このようにして川崎SBにパスが出ると、SBとSHでボールを奪いショートカウンター、または前進させないように守備をする。その時にDFラインがしっかりスライドする事でリスク管理を行う。これでグランパスはブロックの外側でボールを回させて川崎フロンターレにリズムを作らせなかった。
3バックの場合
これが3バックの場合は相手SBがボールを持った時にWBの距離が遠くなるので、そこで起点を作られてしまい、中央にパスを入れられて、後手の対応になるのでうまく守れていなかった。
だからこそ4-4-2に戻せた事でコンパクトに守る事ができたのではないかと感じた。
川崎フロンターレについて
ポゼッションにこだわり過ぎた印象があり、裏抜けを行う選手がいなかったので名古屋グランパスは自信を持ってコンパクトに守れたのではないだろうか。
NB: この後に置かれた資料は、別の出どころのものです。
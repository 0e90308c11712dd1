use std::fmt;

use tracing::{info, warn};

use crate::error::CheckError;
use crate::input::CheckInput;
use crate::snmp::{self, Agent, ArrayOids};
use crate::storage::{self, StorageReport};

/// Monitoring state, as understood by Nagios.
#[derive(Clone, Copy, Debug, PartialEq, Eq)]
pub enum Severity {
    Ok,
    Warning,
    Critical,
}

impl Severity {
    /// Process exit code the monitoring system reads this state from.
    #[must_use]
    pub const fn exit_code(self) -> u8 {
        match self {
            Self::Ok => 0,
            Self::Warning => 1,
            Self::Critical => 2,
        }
    }

    const fn prefix(self) -> &'static str {
        match self {
            Self::Ok => "",
            Self::Warning => "Warning - ",
            Self::Critical => "Critical - ",
        }
    }
}

/// Outcome of a run: a state plus the line shown to the operator.
#[derive(Clone, Debug, PartialEq, Eq)]
pub struct CheckResult {
    severity: Severity,
    message: String,
}

impl CheckResult {
    #[must_use]
    pub fn new(severity: Severity, report: &StorageReport) -> Self {
        let message = format!(
            "{}Storage Usage - Total:{} - Used:{} - Free:{}%",
            severity.prefix(),
            report.total_human(),
            report.used_human(),
            report.free_pct()
        );

        Self { severity, message }
    }

    #[must_use]
    pub const fn severity(&self) -> Severity {
        self.severity
    }

    #[must_use]
    pub fn message(&self) -> &str {
        &self.message
    }

    #[must_use]
    pub const fn exit_code(&self) -> u8 {
        self.severity.exit_code()
    }
}

impl From<CheckError> for CheckResult {
    /// Only an unreachable agent is critical. Usage errors and implausible
    /// replies are reported with an OK state.
    fn from(err: CheckError) -> Self {
        let severity = match err {
            CheckError::Unreachable { .. } => Severity::Critical,
            CheckError::Usage { .. }
            | CheckError::UnexpectedValue { .. }
            | CheckError::InvalidSize { .. } => Severity::Ok,
        };

        Self {
            severity,
            message: err.to_string(),
        }
    }
}

impl fmt::Display for CheckResult {
    fn fmt(&self, f: &mut fmt::Formatter<'_>) -> fmt::Result {
        f.write_str(&self.message)
    }
}

/// Classifies a free-space percentage; the critical bound wins.
#[must_use]
pub fn classify(
    free_pct: f64,
    warning_pct: f64,
    critical_pct: f64,
) -> Severity {
    if free_pct <= critical_pct {
        Severity::Critical
    } else if free_pct <= warning_pct {
        Severity::Warning
    } else {
        Severity::Ok
    }
}

/// Runs the whole check against `agent`.
///
/// # Errors
///
/// Returns the first [`CheckError`] hit while probing the agent, fetching
/// either value, or computing the report.
pub fn run<A: Agent>(
    agent: &mut A,
    input: &CheckInput,
) -> Result<CheckResult, CheckError> {
    let oids = ArrayOids::for_array(input.snmp().array);

    snmp::probe(agent, input)?;

    let size = snmp::fetch_scalar(agent, input, &oids.size_gb)?;
    let total_gb = storage::ensure_size(size.value())?;

    let used_pct = snmp::fetch_scalar(agent, input, &oids.used_pct)?;

    let report = storage::compute_report(total_gb, used_pct.value())?;
    let severity = classify(
        report.free_pct(),
        input.warning_pct(),
        input.critical_pct(),
    );

    info!(
        free_pct = report.free_pct(),
        free_gb = report.free_gb(),
        ?severity,
        "classified"
    );

    Ok(CheckResult::new(severity, &report))
}

/// Collapses a run into the single result that is printed.
#[must_use]
pub fn conclude(outcome: Result<CheckResult, CheckError>) -> CheckResult {
    outcome.unwrap_or_else(|err| {
        if let CheckError::Unreachable { reason, .. } = &err {
            warn!("{}", reason);
        } else {
            warn!("{:?}", err);
        }

        CheckResult::from(err)
    })
}

#[cfg(test)]
mod tests {
    use std::collections::HashMap;

    use anyhow::{anyhow, Result};

    use super::*;
    use crate::input::SnmpOptions;
    use crate::snmp::{Reply, SYS_DESCR};

    #[derive(Default)]
    struct FakeAgent {
        objects: HashMap<String, Reply>,
        requests: Vec<String>,
    }

    impl FakeAgent {
        fn terastation(total_gb: i64, used_pct: i64) -> Self {
            Self::default()
                .with(SYS_DESCR, Reply::Other("OctetString(\"TS5400\")".into()))
                .with("1.3.6.1.4.1.5227.27.1.3.1.3.1", Reply::Integer(total_gb))
                .with("1.3.6.1.4.1.5227.27.1.3.1.4.1", Reply::Integer(used_pct))
        }

        fn with(mut self, oid: &str, reply: Reply) -> Self {
            self.objects.insert(oid.into(), reply);
            self
        }
    }

    impl Agent for FakeAgent {
        fn get(&mut self, oid: &str) -> Result<Reply> {
            self.requests.push(oid.into());

            self.objects
                .get(oid)
                .cloned()
                .ok_or_else(|| anyhow!("request timed out"))
        }
    }

    fn input(warning: &str, critical: &str) -> CheckInput {
        CheckInput::from_args(
            Some("192.168.1.1"),
            Some("public"),
            Some(warning),
            Some(critical),
        )
        .unwrap()
    }

    #[test]
    fn classification() {
        assert_eq!(classify(1.0, 5.0, 2.0), Severity::Critical);
        assert_eq!(classify(2.0, 5.0, 2.0), Severity::Critical);
        assert_eq!(classify(3.0, 5.0, 2.0), Severity::Warning);
        assert_eq!(classify(5.0, 5.0, 2.0), Severity::Warning);
        assert_eq!(classify(10.0, 5.0, 2.0), Severity::Ok);
    }

    #[test]
    fn exit_codes() {
        assert_eq!(Severity::Ok.exit_code(), 0);
        assert_eq!(Severity::Warning.exit_code(), 1);
        assert_eq!(Severity::Critical.exit_code(), 2);
    }

    #[test]
    fn warning_end_to_end() {
        let mut agent = FakeAgent::terastation(2000, 75);

        let result = run(&mut agent, &input("30", "10")).unwrap();

        assert_eq!(result.severity(), Severity::Warning);
        assert_eq!(
            result.message(),
            "Warning - Storage Usage - Total:1.95 TB - Used:1.46 TB - Free:25%"
        );
        assert_eq!(
            agent.requests,
            [
                SYS_DESCR,
                "1.3.6.1.4.1.5227.27.1.3.1.3.1",
                "1.3.6.1.4.1.5227.27.1.3.1.4.1",
            ]
        );
    }

    #[test]
    fn ok_has_no_prefix() {
        let mut agent = FakeAgent::terastation(1000, 80);

        let result = run(&mut agent, &input("5", "2")).unwrap();

        assert_eq!(result.exit_code(), 0);
        assert_eq!(
            result.to_string(),
            "Storage Usage - Total:1000 GB - Used:800 GB - Free:20%"
        );
    }

    #[test]
    fn critical() {
        let mut agent = FakeAgent::terastation(4096, 99);

        let result = run(&mut agent, &input("5", "2")).unwrap();

        assert_eq!(result.exit_code(), 2);
        assert_eq!(
            result.message(),
            "Critical - Storage Usage - Total:4 TB - Used:3.96 TB - Free:1%"
        );
    }

    #[test]
    fn second_array() {
        let mut agent = FakeAgent::default()
            .with(SYS_DESCR, Reply::Other("OctetString(\"TS\")".into()))
            .with("1.3.6.1.4.1.5227.27.1.3.1.3.2", Reply::Integer(500))
            .with("1.3.6.1.4.1.5227.27.1.3.1.4.2", Reply::Integer(10));
        let options = SnmpOptions {
            array: 2,
            ..SnmpOptions::default()
        };

        let result =
            run(&mut agent, &input("5", "2").with_snmp(options)).unwrap();

        assert_eq!(
            result.message(),
            "Storage Usage - Total:500 GB - Used:50 GB - Free:90%"
        );
    }

    #[test]
    fn unreachable_stops_after_probe() {
        let mut agent = FakeAgent::default();

        let result = conclude(run(&mut agent, &input("5", "2")));

        assert_eq!(result.exit_code(), 2);
        assert!(result
            .message()
            .starts_with("Cannot reach host: 192.168.1.1, community: public"));
        assert_eq!(agent.requests, [SYS_DESCR]);
    }

    #[test]
    fn zero_size_is_reported_as_ok() {
        let mut agent = FakeAgent::terastation(0, 50);

        let result = conclude(run(&mut agent, &input("5", "2")));

        assert_eq!(result.exit_code(), 0);
        assert_eq!(
            result.message(),
            "Unexpected value: 0 :: Storage size should be greater than 0. \
             Possibly wrong OID for this device."
        );
        // used percentage is never requested
        assert_eq!(agent.requests.len(), 2);
    }

    #[test]
    fn non_integer_is_reported_as_ok() {
        let mut agent = FakeAgent::terastation(1000, 0).with(
            "1.3.6.1.4.1.5227.27.1.3.1.4.1",
            Reply::Other("OctetString(\"80%\")".into()),
        );

        let result = conclude(run(&mut agent, &input("5", "2")));

        assert_eq!(result.exit_code(), 0);
        assert!(result.message().starts_with("Unexpected value: "));
    }

    #[test]
    fn missing_vendor_object_is_critical() {
        let mut agent = FakeAgent::terastation(1000, 50).with(
            "1.3.6.1.4.1.5227.27.1.3.1.3.1",
            Reply::Missing("noSuchObject"),
        );

        let result = conclude(run(&mut agent, &input("5", "2")));

        assert_eq!(result.exit_code(), 2);
        assert!(result
            .message()
            .contains("OID: 1.3.6.1.4.1.5227.27.1.3.1.3.1."));
    }

    #[test]
    fn usage_error_is_ok() {
        let err = CheckInput::from_args(None, None, None, None).unwrap_err();

        let result = CheckResult::from(err);

        assert_eq!(result.severity(), Severity::Ok);
        assert!(result.message().starts_with("Incomplete statement.\n"));
    }
}
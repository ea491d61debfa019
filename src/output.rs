//! Output formatting for human and JSON modes
//!
//! This module provides structured output that can be rendered either as
//! human-readable text or machine-parseable JSON.

use colored::Colorize;
use serde::Serialize;

use crate::core::models::{AggregatedCounts, Classification, ReconciliationPlan, SizeTier};

/// Output mode for the CLI
#[derive(Debug, Clone, Copy, PartialEq, Eq, Default)]
pub enum OutputMode {
    /// Human-readable output (default)
    #[default]
    Human,
    /// JSON output (machine-readable)
    Json,
}

fn print_json<T: Serialize>(value: &T) {
    println!("{}", serde_json::to_string_pretty(value).unwrap_or_default());
}

/// Result of labelling a pull request
#[derive(Debug, Serialize)]
pub struct LabelReport {
    /// Pull request reference (`owner/repo#number`)
    pub pull_request: String,
    /// Counted files and lines
    pub counts: AggregatedCounts,
    /// Tier name resolved from the file count
    pub size_by_files: String,
    /// Tier name resolved from the line count
    pub size_by_lines: String,
    /// Winning tier name
    pub size: String,
    /// Labels of the winning tier
    pub labels: Vec<String>,
    /// Label changes computed for the pull request
    pub plan: ReconciliationPlan,
    /// Whether the plan was sent to the platform
    pub applied: bool,
}

impl LabelReport {
    /// Build a report from a classification and its plan
    #[must_use]
    pub fn new(
        pull_request: String,
        classification: &Classification,
        plan: ReconciliationPlan,
        applied: bool,
    ) -> Self {
        Self {
            pull_request,
            counts: classification.counts,
            size_by_files: classification.by_files.name.clone(),
            size_by_lines: classification.by_lines.name.clone(),
            size: classification.winner.name.clone(),
            labels: classification.winner.labels.clone(),
            plan,
            applied,
        }
    }

    /// Render the result based on output mode
    pub fn render(&self, mode: OutputMode) {
        match mode {
            OutputMode::Human => self.render_human(),
            OutputMode::Json => print_json(self),
        }
    }

    fn render_human(&self) {
        println!(
            "{}: {} file(s), {} line(s)",
            self.pull_request, self.counts.files, self.counts.lines
        );
        println!("  by files: {}  by lines: {}", self.size_by_files, self.size_by_lines);
        println!("  size: {} ({})\n", self.size.bold(), self.labels.join(", "));

        if self.plan.is_empty() {
            println!("Size labels already up to date.");
            return;
        }

        for label in &self.plan.to_remove {
            println!("  {} {label}", "-".red());
        }
        for label in &self.plan.to_add {
            println!("  {} {label}", "+".green());
        }

        if !self.applied {
            println!("\nDry run: no labels were changed.");
        }
    }
}

/// Result of validating a configuration file
#[derive(Debug, Serialize)]
pub struct ConfigReport {
    /// File that was checked
    pub path: String,
    /// Whether the file is usable
    pub valid: bool,
    /// Validation error, if any
    #[serde(skip_serializing_if = "Option::is_none")]
    pub error: Option<String>,
    /// Configured tiers, smallest first
    pub tiers: Vec<SizeTier>,
    /// Exclusion patterns
    pub exclude_files: Vec<String>,
    /// Whether only added lines are counted
    pub added_lines_only: bool,
}

impl ConfigReport {
    /// Render the result based on output mode
    pub fn render(&self, mode: OutputMode) {
        match mode {
            OutputMode::Human => self.render_human(),
            OutputMode::Json => print_json(self),
        }
    }

    fn render_human(&self) {
        if let Some(error) = &self.error {
            println!("{} {}: {error}", "Invalid".red(), self.path);
            return;
        }

        println!("{} {}\n", "Valid".green(), self.path);
        println!("  {:<8} {:>8} {:>8}  labels", "size", "files", "lines");
        for tier in &self.tiers {
            println!(
                "  {:<8} {:>8} {:>8}  {}",
                tier.name,
                tier.file_threshold,
                tier.line_threshold,
                tier.labels.join(", ")
            );
        }

        if !self.exclude_files.is_empty() {
            println!("\n  excluded: {}", self.exclude_files.join(", "));
        }
        if self.added_lines_only {
            println!("  counting added lines only");
        }
    }
}

/// Generic operation result for simple commands
#[derive(Debug, Serialize)]
pub struct OperationResult {
    /// Whether the operation succeeded
    pub success: bool,
    /// Human-readable message
    pub message: String,
}

impl OperationResult {
    /// Render the result based on output mode
    pub fn render(&self, mode: OutputMode) {
        match mode {
            OutputMode::Human => println!("{}", self.message),
            OutputMode::Json => print_json(self),
        }
    }
}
例えばここのスペースにボールを落とせば、もっと簡単に中央へのパスコースを作れたのではないかと考える。
ここにボールを落とす事でラインを下げる事ができ、SBが時間を作る事ができるようになったのではないだろうか。
この動きが少なかった故にSBが時間を作れず、ブロックの外側でボールを回させられリズムを作る事ができなかったと考える。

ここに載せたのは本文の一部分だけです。